Conheça as formas de tornar o processo de regulação mais ágil e econômico com IA



A Inteligência Artificial (IA) existe há anos, mas por um longo tempo não foi uma realidade no Brasil. Mais recentemente, muitas vezes a promessa e o discurso não se transformam em ações concretas. Mas, ainda que resistente, o mercado de saúde vem dando espaço a várias aplicações muito além dos exames de imagem ou de laboratório.


Mudanças na saúde

Primeiramente precisamos lembrar que, ao falar de saúde, cada consulta, exame ou procedimento é apenas uma parte de um processo que chamamos de jornada do paciente.

  • Desde a queixa principal até a resolução da doença, a articulação do médico com os prestadores e as operadoras de saúde é vital.

  • Para cada solicitação de exame ou procedimento, uma equipe de auditoria é acionada para aprovar - ou não - o pedido.

  • O protocolo para essa auditoria, apesar de perfeito na teoria, possui suas falhas na prática: o alto volume de demanda e a sobrecarga dos profissionais acaba resultando em um processo moroso e repetitivo, pois é feita a análise de cada pedido separadamente.

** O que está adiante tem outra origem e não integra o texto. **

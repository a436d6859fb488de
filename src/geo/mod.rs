use std::fmt;

mod vector;

pub use self::vector::{lines_intersection, Vector};

/// A place in the world square.
///
/// Both axes are quantized to `u32`: longitude runs from 0 (180°W) to 2^32-1
/// (180°E) and projected latitude from 0 (south) to 2^32-1 (north). See
/// `quantize` for the mapping.
///
/// Point is comparable so polylines can be sorted and deduplicated without
/// widening to `f64`.
#[derive(Clone, Copy, Debug, Default, Hash, Ord, Eq, PartialEq, PartialOrd)]
pub struct Point(pub u32, pub u32);

impl Point {
    /// Rounds a world-space vector to the nearest Point.
    ///
    /// Out-of-range components saturate to `0` or `u32::MAX`; tessellated
    /// geometry that hangs over the edge of the world is pinned to it.
    pub fn from_vector(v: Vector) -> Point {
        Point(v.x.round() as u32, v.y.round() as u32)
    }
}

impl fmt::Display for Point {
    fn fmt(&self, f: &mut fmt::Formatter) -> fmt::Result {
        write!(f, "({},{})", self.0, self.1)
    }
}

impl From<Vector> for Point {
    fn from(v: Vector) -> Point {
        Point::from_vector(v)
    }
}

/// A geographic position in degrees.
#[derive(Clone, Copy, Debug, Default, PartialEq)]
pub struct Wgs84 {
    pub lat: f64,
    pub lon: f64,
}

impl Wgs84 {
    pub fn new(lat: f64, lon: f64) -> Wgs84 {
        Wgs84 { lat: lat, lon: lon }
    }
}

impl fmt::Display for Wgs84 {
    fn fmt(&self, f: &mut fmt::Formatter) -> fmt::Result {
        write!(f, "lat={},lon={}", self.lat, self.lon)
    }
}

/// A square region of the world, anchored at its top-left Point.
///
/// `size` is a `u64` because the root tile spans all 2^32 units of an axis.
#[derive(Clone, Copy, Debug, PartialEq, Eq)]
pub struct BoundingBox {
    pub left: u32,
    pub top: u32,
    pub size: u64,
}

impl BoundingBox {
    pub fn top_left(&self) -> Point {
        Point(self.left, self.top)
    }

    /// Exclusive right edge.
    pub fn right(&self) -> u64 {
        self.left as u64 + self.size
    }

    /// Exclusive bottom edge.
    pub fn bottom(&self) -> u64 {
        self.top as u64 + self.size
    }

    pub fn contains(&self, point: &Point) -> bool {
        let x = point.0 as u64;
        let y = point.1 as u64;
        x >= self.left as u64 && x < self.right() && y >= self.top as u64 && y < self.bottom()
    }
}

Por outro lado, a quantidade de dados que entram para análise é um solo fértil para percepção de padrões de resultados, afinal, as decisões em auditoria obedecem indicações adequadas e deveriam estar inseridas num cenário em que realmente geram valor ao paciente. Contudo, não é raro que exames e procedimentos desnecessários sejam solicitados.


Oportunidades

A partir daí surge uma oportunidade para a IA gerar valor em saúde:


Ao reconhecer esses padrões e predizer com acurácia quais pedidos devem ser aprovados, os mesmos profissionais que tinham boa parte do seu tempo ocupado com esse trabalho repetitivo e pouco produtivo agora tem sua expertise valorizada ao poderem investir mais tempo em casos controversos e estratégicos .


Ainda que pareça um ótimo avanço para a área de auditoria em saúde, é comum que profissionais das operadoras tenham um “pé atrás” com a implementação dessas tecnologias. Toda mudança passa por uma resistência.


Como exemplo, vemos o caso da Anestech, pioneira em gestão de dados perioperatórios. Seguir o modelo tradicional de registro anestésico era o caminho fácil e parecia mais seguro, mas hoje mais de 3000 anestesistas ajudam diariamente seus pacientes com indicadores de performance e risco, individualizando as decisões e possibilitando um cuidado muito melhor.


E por que seria diferente com a auditoria?


De fato, é seguro olhar para trás e afirmar que o processo atual funciona, mas vivemos tempos em que a realidade se modifica rapidamente e precisamos estar prontos.


A dependência do caminho percorrido pode, na verdade, impossibilitar que vejamos possibilidades de melhoria e aumento de eficiência que estão, na verdade, muito claras. E o uso da IA para a autorização de procedimentos é uma delas.